The other way around is while you are capturing packets. In that case, you can directly access or modify a field within layer. For the above case:

>>> _pkt[Dot11].addr2 = "34:23:FB:DA:02:12"
>>> _pkt[Dot11Deauth].reason = 7

Verifying and Accessing Layers:

One of important tasks while doing networking is to access a specific part of the packet to verify the packet type. An example would be to distinguish between ARP and 802.11 protocols. An ARP packet would've protocols related to only ARP while 802.11 will have protocols related to 802.11. Two powerful scapy functions hashlayer() and getlayer() are very helpful in this regard. To check whether a layer exists in a packet or not:

_pkt = RadioTap() / Dot11() / Dot11Deauth()
if _pkt.haslayer(Dot11Deauth):
    print "Deauthentication Packet Captured. "

Now, let's make it more precise by telling our user who is the sender and who was the receiver:

add2, add1 = "34:23:FA:DF:02:12", "FF:FF:FF:FF:FF:FF"
_pkt = RadioTap() / Dot11(addr1=add1, addr2=add2, addr3=add2) / Dot11Deauth()
if pkt.haslayer(Dot11Deauth):
    sender = pkt.getlayer( Dot11 ).addr2
    receiver = pkt.getlayer( Dot11 ).addr1
    print "Deauthentication %s > %s" % ( sender, receiver )

The above would print the fields as instructed.

Transmission

The most prominent function of scapy is sending and receiving packets at both layer 2 and layer 3. send() will dispatch packet at layer 3 whilst sendp() would send it at layer 2. Some other famous functions are sr(), srp(), srp1() etc.

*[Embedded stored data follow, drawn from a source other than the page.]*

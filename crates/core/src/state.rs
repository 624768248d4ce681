use std::collections::BTreeMap;
use std::mem;

use serde::{Deserialize, Serialize};
use slotmap::SlotMap;

use crate::config::SimConfig;
use crate::types::*;

#[derive(Clone, Debug, PartialEq, Serialize, Deserialize)]
pub struct Weapon {
    pub name: String,
    pub damage_min: i32,
    pub damage_max: i32,
    /// Added to the wielder's base turn cost when attacking; may be negative.
    pub speed: i32,
    pub verbs: Vec<String>,
}

impl Weapon {
    pub fn new(name: &str, damage_min: i32, damage_max: i32, speed: i32, verbs: &[&str]) -> Self {
        Self {
            name: name.to_string(),
            damage_min,
            damage_max: damage_max.max(damage_min),
            speed,
            verbs: verbs.iter().map(|verb| (*verb).to_string()).collect(),
        }
    }
}

/// What happens when a fighter's hp reaches zero.
#[derive(Clone, Copy, Debug, PartialEq, Eq, Serialize, Deserialize)]
pub enum DeathPolicy {
    /// Ends the run; the fighter stays attached for inspection.
    Player,
    /// Leaves non-blocking remains with no fighter or AI.
    Monster,
}

/// Picks the status color for a fighter's health bar.
#[derive(Clone, Copy, Debug, PartialEq, Eq, Serialize, Deserialize)]
pub enum HealthColorPolicy {
    Thresholds,
    Player,
}

impl HealthColorPolicy {
    pub fn color_for(self, fighter: &Fighter) -> ColorTag {
        if self == HealthColorPolicy::Player && fighter.died {
            return ColorTag::Crimson;
        }
        let fraction = fighter.hp_fraction();
        if fraction >= 0.66 {
            ColorTag::Green
        } else if fraction >= 0.33 {
            ColorTag::Yellow
        } else {
            ColorTag::Red
        }
    }
}

#[derive(Clone, Copy, Debug, PartialEq, Eq)]
pub enum DamageOutcome {
    /// Non-positive damage, or the fighter already died.
    Ignored,
    Hurt,
    Killed,
}

#[derive(Clone, Debug, PartialEq, Serialize, Deserialize)]
pub struct Fighter {
    pub hp: i32,
    pub max_hp: i32,
    pub power: i32,
    pub defense: i32,
    pub speed: u32,
    pub weapon: Option<Weapon>,
    pub death: DeathPolicy,
    pub health_colors: HealthColorPolicy,
    pub died: bool,
}

impl Fighter {
    pub fn new(hp: i32, power: i32, defense: i32, speed: u32, death: DeathPolicy) -> Self {
        let health_colors = match death {
            DeathPolicy::Player => HealthColorPolicy::Player,
            DeathPolicy::Monster => HealthColorPolicy::Thresholds,
        };
        let max_hp = hp.max(1);
        Self {
            hp: max_hp,
            max_hp,
            power: power.max(0),
            defense: defense.max(0),
            speed: speed.max(1),
            weapon: None,
            death,
            health_colors,
            died: false,
        }
    }

    pub fn hp_fraction(&self) -> f64 {
        f64::from(self.hp) / f64::from(self.max_hp.max(1))
    }

    pub fn is_dead(&self) -> bool {
        self.died || self.hp <= 0
    }

    /// Subtracts damage, clamping at zero. Reports `Killed` only on the transition.
    pub fn apply_damage(&mut self, amount: i32) -> DamageOutcome {
        if amount <= 0 || self.died {
            return DamageOutcome::Ignored;
        }
        self.hp = (self.hp - amount).max(0);
        if self.hp == 0 {
            self.died = true;
            DamageOutcome::Killed
        } else {
            DamageOutcome::Hurt
        }
    }

    pub fn heal(&mut self, amount: i32) {
        if self.died || amount <= 0 {
            return;
        }
        self.hp = (self.hp + amount).min(self.max_hp);
    }

    pub fn move_speed(&self) -> u32 {
        self.speed.max(1)
    }

    pub fn attack_speed(&self) -> u32 {
        let bonus = self.weapon.as_ref().map_or(0, |weapon| weapon.speed);
        let total = i64::from(self.speed) + i64::from(bonus);
        u32::try_from(total.max(1)).unwrap_or(u32::MAX)
    }

    /// Takes ownership of `weapon` and hands back whatever was equipped before.
    pub fn equip(&mut self, weapon: Weapon) -> Option<Weapon> {
        self.weapon.replace(weapon)
    }

    pub fn unequip(&mut self) -> Option<Weapon> {
        self.weapon.take()
    }

    pub fn health_color(&self) -> ColorTag {
        self.health_colors.color_for(self)
    }
}

#[derive(Clone, Copy, Debug, Default, PartialEq, Eq, Serialize, Deserialize)]
pub struct SpecialMoves {
    /// Makes noise every fighting turn, drawing others in.
    pub sings: bool,
    /// Louder taunt; never flees.
    pub roars: bool,
}

/// Per-archetype tuning for the shared AI driver.
#[derive(Clone, Debug, PartialEq, Serialize, Deserialize)]
pub struct Behavior {
    pub archetype: Archetype,
    pub hearing: f64,
    pub laziness: f64,
    pub flee_health: f64,
    pub flee_chance: f64,
    pub attack_range: i32,
    pub specials: SpecialMoves,
    pub curses: Vec<String>,
}

#[derive(Clone, Debug, PartialEq, Serialize, Deserialize)]
pub struct AiRecord {
    pub state: AiState,
    pub prev_state: AiState,
    pub state_turns: u32,
    /// Consecutive turns spent outside the alert radius, whatever the state.
    #[serde(default)]
    pub turns_away: u32,
    pub target_distance: f64,
    pub last_target_pos: Option<Pos>,
    pub move_target: Option<Pos>,
    pub turns_since_attack: u32,
    pub taunted: bool,
    pub stuck_turns: u32,
    pub confused_turns: u32,
    pub behavior: Behavior,
}

impl AiRecord {
    pub fn new(behavior: Behavior) -> Self {
        Self {
            state: AiState::Sleep,
            prev_state: AiState::Sleep,
            state_turns: 0,
            turns_away: 0,
            target_distance: f64::MAX,
            last_target_pos: None,
            move_target: None,
            turns_since_attack: 0,
            taunted: false,
            stuck_turns: 0,
            confused_turns: 0,
            behavior,
        }
    }

    /// Switches state and resets per-state counters. Same-state requests are no-ops.
    pub fn transition(&mut self, to: AiState) -> Option<(AiState, AiState)> {
        if self.state == to {
            return None;
        }
        let from = self.state;
        self.prev_state = from;
        self.state = to;
        self.state_turns = 0;
        if from == AiState::Sleep {
            self.turns_away = 0;
        }
        self.turns_since_attack = 0;
        self.stuck_turns = 0;
        self.taunted = false;
        if to != AiState::Wander {
            self.move_target = None;
        }
        Some((from, to))
    }

    /// Name-based transition for data-driven callers; unknown names are an error.
    pub fn transition_named(
        &mut self,
        name: &str,
    ) -> Result<Option<(AiState, AiState)>, GameError> {
        let to: AiState = name.parse()?;
        Ok(self.transition(to))
    }
}

#[derive(Clone, Debug, Serialize, Deserialize)]
pub struct Actor {
    pub id: EntityId,
    pub name: String,
    pub kind: ActorKind,
    pub pos: Pos,
    pub blocks: bool,
    pub vision: i32,
    pub fighter: Option<Fighter>,
    pub ai: Option<AiRecord>,
}

impl Actor {
    pub fn is_alive(&self) -> bool {
        self.fighter.as_ref().is_some_and(|fighter| !fighter.is_dead())
    }
}

/// A consumable lying on the map or carried by the player.
/// Carried items keep the position they were picked up from.
#[derive(Clone, Debug, PartialEq, Serialize, Deserialize)]
pub struct Item {
    pub name: String,
    pub effect: Effect,
    pub pos: Pos,
}

#[derive(Clone, Debug, Serialize, Deserialize)]
pub struct Map {
    pub internal_width: usize,
    pub internal_height: usize,
    pub tiles: Vec<TileKind>,
    pub visible: Vec<bool>,
    pub explored: Vec<bool>,
}

impl Map {
    /// Open floor surrounded by a one-tile wall border.
    pub fn new(width: usize, height: usize) -> Self {
        let (width, height) = (width.max(1), height.max(1));
        let mut tiles = vec![TileKind::Floor; width * height];
        for x in 0..width {
            tiles[x] = TileKind::Wall;
            tiles[(height - 1) * width + x] = TileKind::Wall;
        }
        for y in 0..height {
            tiles[y * width] = TileKind::Wall;
            tiles[y * width + (width - 1)] = TileKind::Wall;
        }
        Self {
            internal_width: width,
            internal_height: height,
            tiles,
            visible: vec![false; width * height],
            explored: vec![false; width * height],
        }
    }

    /// `#` is wall, anything else is floor. Rows shorter than the widest are padded with wall.
    pub fn from_ascii(rows: &[&str]) -> Self {
        let height = rows.len().max(1);
        let width = rows.iter().map(|row| row.chars().count()).max().unwrap_or(1).max(1);
        let mut tiles = vec![TileKind::Wall; width * height];
        for (y, row) in rows.iter().enumerate() {
            for (x, c) in row.chars().enumerate() {
                if c != '#' {
                    tiles[y * width + x] = TileKind::Floor;
                }
            }
        }
        Self {
            internal_width: width,
            internal_height: height,
            tiles,
            visible: vec![false; width * height],
            explored: vec![false; width * height],
        }
    }

    pub fn width(&self) -> i32 {
        i32::try_from(self.internal_width).unwrap_or(i32::MAX)
    }

    pub fn height(&self) -> i32 {
        i32::try_from(self.internal_height).unwrap_or(i32::MAX)
    }

    pub fn tile_at(&self, pos: Pos) -> TileKind {
        if !self.in_bounds(pos) {
            return TileKind::Wall;
        }
        self.tiles[self.index(pos)]
    }

    pub fn in_bounds(&self, pos: Pos) -> bool {
        pos.x >= 0
            && pos.y >= 0
            && (pos.x as usize) < self.internal_width
            && (pos.y as usize) < self.internal_height
    }

    pub fn set_tile(&mut self, pos: Pos, tile: TileKind) {
        if !self.in_bounds(pos) {
            return;
        }
        let idx = self.index(pos);
        self.tiles[idx] = tile;
    }

    /// Static passability, ignoring actors.
    pub fn is_wall(&self, pos: Pos) -> bool {
        self.tile_at(pos) == TileKind::Wall
    }

    /// Whether light passes through this tile.
    pub fn is_visible_tile(&self, pos: Pos) -> bool {
        self.in_bounds(pos) && self.tile_at(pos) != TileKind::Wall
    }

    pub fn is_opaque(&self, pos: Pos) -> bool {
        !self.is_visible_tile(pos)
    }

    pub fn clear_visible(&mut self) {
        self.visible.fill(false);
    }

    pub fn set_visible(&mut self, pos: Pos, visible: bool) {
        if !self.in_bounds(pos) {
            return;
        }
        let idx = self.index(pos);
        self.visible[idx] = visible;
        if visible {
            self.explored[idx] = true;
        }
    }

    pub fn is_visible(&self, pos: Pos) -> bool {
        self.in_bounds(pos) && self.visible[self.index(pos)]
    }

    pub fn is_explored(&self, pos: Pos) -> bool {
        self.in_bounds(pos) && self.explored[self.index(pos)]
    }

    pub fn floor_tiles(&self) -> impl Iterator<Item = Pos> + '_ {
        (0..self.height()).flat_map(move |y| {
            (0..self.width()).map(move |x| Pos { y, x }).filter(|p| !self.is_wall(*p))
        })
    }

    fn index(&self, pos: Pos) -> usize {
        (pos.y as usize) * self.internal_width + (pos.x as usize)
    }
}

/// Fire-and-forget receiver for combat and AI narration.
pub trait NarrationSink {
    fn message(&mut self, text: &str, color: ColorTag);
}

#[derive(Clone, Debug, Default)]
pub struct MessageLog {
    entries: Vec<Narration>,
}

impl MessageLog {
    pub fn entries(&self) -> &[Narration] {
        &self.entries
    }

    pub fn drain(&mut self) -> Vec<Narration> {
        mem::take(&mut self.entries)
    }
}

impl NarrationSink for MessageLog {
    fn message(&mut self, text: &str, color: ColorTag) {
        self.entries.push(Narration { text: text.to_string(), color });
    }
}

/// Per-turn proximity facts, rebuilt between actors so decisions see fresh state.
#[derive(Clone, Debug, Default)]
pub struct CombatCache {
    pub allies_in_combat: BTreeMap<EntityId, usize>,
}

impl CombatCache {
    pub fn allies_in_combat(&self, id: EntityId) -> usize {
        self.allies_in_combat.get(&id).copied().unwrap_or(0)
    }
}

/// Everything a turn can read or change. Passed explicitly to combat, pathing and AI code.
#[derive(Clone, Debug, Serialize, Deserialize)]
pub struct World {
    pub map: Map,
    pub actors: SlotMap<EntityId, Actor>,
    #[serde(default)]
    pub items: SlotMap<ItemId, Item>,
    /// The player's carried items, in pick-up order.
    #[serde(default)]
    pub inventory: Vec<Item>,
    pub player_id: Option<EntityId>,
    pub config: SimConfig,
    pub outcome: Option<RunOutcome>,
    #[serde(skip)]
    pub combat: CombatCache,
    #[serde(skip)]
    pub messages: MessageLog,
    #[serde(skip)]
    pub events: Vec<LogEvent>,
}

impl World {
    pub fn new(map: Map, config: SimConfig) -> Self {
        Self {
            map,
            actors: SlotMap::with_key(),
            items: SlotMap::with_key(),
            inventory: Vec::new(),
            player_id: None,
            config,
            outcome: None,
            combat: CombatCache::default(),
            messages: MessageLog::default(),
            events: Vec::new(),
        }
    }

    pub fn narrate(&mut self, text: &str, color: ColorTag) {
        self.messages.message(text, color);
    }

    pub fn player_pos(&self) -> Option<Pos> {
        self.player_id.and_then(|id| self.actors.get(id)).map(|actor| actor.pos)
    }

    pub fn player(&self) -> Option<&Actor> {
        self.player_id.and_then(|id| self.actors.get(id))
    }

    /// Walls plus any blocking actor.
    pub fn is_blocked(&self, pos: Pos) -> bool {
        self.map.is_wall(pos) || self.actors.values().any(|actor| actor.blocks && actor.pos == pos)
    }

    pub fn fighter_at(&self, pos: Pos) -> Option<EntityId> {
        self.actors
            .iter()
            .find(|(_, actor)| actor.pos == pos && actor.is_alive())
            .map(|(id, _)| id)
    }

    pub fn item_at(&self, pos: Pos) -> Option<ItemId> {
        self.items.iter().find(|(_, item)| item.pos == pos).map(|(id, _)| id)
    }

    pub fn display_name(&self, id: EntityId) -> String {
        self.actors.get(id).map_or_else(|| "something".to_string(), |actor| actor.name.clone())
    }

    /// Rebuilds how many fighting allies stand near each monster.
    pub fn recompute_combat_cache(&mut self) {
        let radius = self.config.ally_cache_radius;
        let fighters: Vec<(EntityId, Pos)> = self
            .actors
            .iter()
            .filter(|(_, actor)| {
                actor.is_alive()
                    && actor.ai.as_ref().is_some_and(|ai| ai.state == AiState::Fight)
            })
            .map(|(id, actor)| (id, actor.pos))
            .collect();
        self.combat.allies_in_combat.clear();
        for (id, actor) in &self.actors {
            if actor.ai.is_none() {
                continue;
            }
            let count = fighters
                .iter()
                .filter(|(other, pos)| *other != id && actor.pos.distance(*pos) <= radius)
                .count();
            self.combat.allies_in_combat.insert(id, count);
        }
    }
}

For example, consider we want to send an ARP frame:

_pkt = Ether(dst="ff:ff:ff:ff:ff:ff") / ARP(pdst=ip)
(ans, unans) = sr( _pkt, iface="wlan0")

The same could be applied to other receiving functions as well:

_pkt = RadioTap() / Dot11(addr1="ff:ff:ff:ff:ff:ff") / Dot11Deauth()
sendp(_pkt, iface="wlan0mon", count=64)

The above would dispatch 64 Deauthentication frame in air.

Conclusion

Scapy is a lot more functional than other traditional libraries. Further, the packets can be dissect, forged and can easily be sent with a variety of available functions. In scapy, you can't just manipulate layers or fields, you can also forge your own protocols. The stacking of layers, sending/receiving, sniffing makes it a lot more practical. Thus, scapy if properly learned can be very powerful tool in hands of a programmer.